OPINION AS TO LEGALITY


JILL ARLENE ROBBINS, P.A.

JILL ARLENE ROBBINS

525 93 Street

Surfside, Florida 33154

(305) 531-1174

(305) 531-1274 (facsimile)

jillarlene@jarepa.com


November 26, 2012


United States Securities and Exchange Commission

100 F Street

Washington, D.C. 20549


Re:  Secure Digital, Inc. (the “Company”)


Ladies and Gentlemen:


As counsel for the Company, I have examined the Company’s certificate of incorporation, by-laws, and such other corporate records, documents and proceedings and such questions of laws I have deemed relevant for the purpose of this opinion, including but not limited to, Nevada law including the statutory provisions, all applicable provisions of the Nevada Constitution and reported judicial decisions interpreting those laws.  In my examination, I have assumed the genuineness of all signatures, the authenticity of all documents submitted to me as originals, and conformity with the originals of all documents submitted to me as copies thereof. In addition, I have made such other examinations of law and fact, as I have deemed relevant in order to form a basis for the opinion hereinafter expressed.

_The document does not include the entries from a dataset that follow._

//! Logging configuration shared by every binary.

use serde::{Deserialize, Serialize};

/// Log output format.
#[derive(Debug, Clone, Copy, Default, PartialEq, Eq, Serialize, Deserialize)]
#[serde(rename_all = "lowercase")]
pub enum LogFormat {
    /// Human-readable text format (default).
    #[default]
    Text,
    /// Structured JSON format.
    Json,
}

/// Common logging configuration.
#[derive(Debug, Clone, Serialize, Deserialize)]
pub struct LoggingConfig {
    /// Log level: "trace", "debug", "info", "warn", "error".
    #[serde(default = "default_log_level")]
    pub level: String,

    /// Log output format: "text" or "json".
    #[serde(default)]
    pub format: LogFormat,
}

fn default_log_level() -> String {
    "info".to_string()
}

impl Default for LoggingConfig {
    fn default() -> Self {
        Self {
            level: default_log_level(),
            format: LogFormat::default(),
        }
    }
}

 I have also, as counsel for the Company, examined the Registration Statement (the “Registration Statement") of your Company on Form S-1, as amended, covering the registration under the Securities Act of 1933 of 8,312,500 shares (the “Registered Shares”) of the Company’s common stock (the “Common Stock”) to be offered by the Company’s shareholders.


My review has also included the form of prospectus for the issuance of such securities (the "Prospectus") filed with the Registration Statement.

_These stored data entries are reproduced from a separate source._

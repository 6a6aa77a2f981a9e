//! Single-slot mailbox for live upstream retargeting.

use parking_lot::Mutex;
use tokio::sync::Notify;

use pulsebridge_common::UpstreamTarget;

/// Holds at most one pending retarget request.
///
/// A new submission overwrites any request the supervisor has not consumed
/// yet. Submitting also wakes the supervisor so it does not have to wait out
/// a read or a backoff delay.
#[derive(Debug, Default)]
pub struct RetargetChannel {
    slot: Mutex<Option<UpstreamTarget>>,
    notify: Notify,
}

impl RetargetChannel {
    /// Create an empty mailbox.
    pub fn new() -> Self {
        Self::default()
    }

    /// Request a new upstream target, replacing any pending request.
    pub fn submit(&self, target: UpstreamTarget) {
        let replaced = self.slot.lock().replace(target);
        if let Some(previous) = replaced {
            tracing::debug!(upstream = %previous, "Discarding unconsumed retarget request");
        }
        self.notify.notify_one();
    }

    /// Take the pending request, if any.
    pub fn try_consume(&self) -> Option<UpstreamTarget> {
        self.slot.lock().take()
    }

    /// Whether a request is waiting.
    pub fn is_pending(&self) -> bool {
        self.slot.lock().is_some()
    }

    /// Wait until a request is available and take it.
    ///
    /// Cancel-safe: dropping the future never loses a request.
    pub async fn recv(&self) -> UpstreamTarget {
        loop {
            let notified = self.notify.notified();
            if let Some(target) = self.try_consume() {
                return target;
            }
            notified.await;
        }
    }
}
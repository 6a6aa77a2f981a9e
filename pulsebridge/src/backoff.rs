//! Reconnect delay policy.

use std::time::Duration;

use crate::config::LinkSettings;

/// Multiplicative backoff with a cap.
///
/// The first delay after a success is always the base delay.
#[derive(Debug, Clone)]
pub struct Backoff {
    base: Duration,
    max: Duration,
    multiplier: f64,
    current: Duration,
    failures: u32,
}

impl Backoff {
    /// Create a backoff starting at `base`.
    pub fn new(base: Duration, max: Duration, multiplier: f64) -> Self {
        let max = max.max(base);
        Self {
            base,
            max,
            multiplier: multiplier.max(1.0),
            current: base,
            failures: 0,
        }
    }

    /// Build the policy described by link settings.
    pub fn from_settings(settings: &LinkSettings) -> Self {
        Self::new(settings.base_delay, settings.max_delay, settings.multiplier)
    }

    /// Record a failure and return how long to wait before the next attempt.
    pub fn next_delay(&mut self) -> Duration {
        let delay = self.current;
        self.failures = self.failures.saturating_add(1);
        // Saturate at the cap instead of overflowing the conversion.
        self.current = Duration::try_from_secs_f64(self.current.as_secs_f64() * self.multiplier)
            .map_or(self.max, |next| next.min(self.max));
        delay
    }

    /// Forget past failures.
    pub fn reset(&mut self) {
        self.current = self.base;
        self.failures = 0;
    }

    /// Failures recorded since the last reset.
    pub fn consecutive_failures(&self) -> u32 {
        self.failures
    }
}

On the basis of such examination, I am of the opinion that:


1.

The Company is a corporation duly authorized and validly existing and in good standing under the laws of the State of Nevada, with corporate power to conduct its business as described in the Registration Statement.

2.

The Company has an authorized capitalization of 250,000,000 shares of Common Stock, $0.001 par value and 10,000,000 shares of Preferred Stock, $0.001 par value.

3.

The shares of Common Stock currently issued and outstanding are duly and validly issued as fully paid and non-assessable, pursuant to the corporate law of the State of Nevada (Chapter 78A of the Nevada Revised Statutes).

4.

I am of the opinion that all of the Registered Shares are validly issued, fully paid and non-assessable pursuant to the corporate law of the State of Nevada and the Based upon that review, it is our opinion that the Registered Shares will be legally issued, fully paid, and nonassessable when resold (Chapter 78A of the Nevada Revised Statutes).


This opinion includes my opinion on Nevada law including the Nevada Constitution, all applicable provisions of Nevada statutes, and reported judicial decisions interpreting those laws.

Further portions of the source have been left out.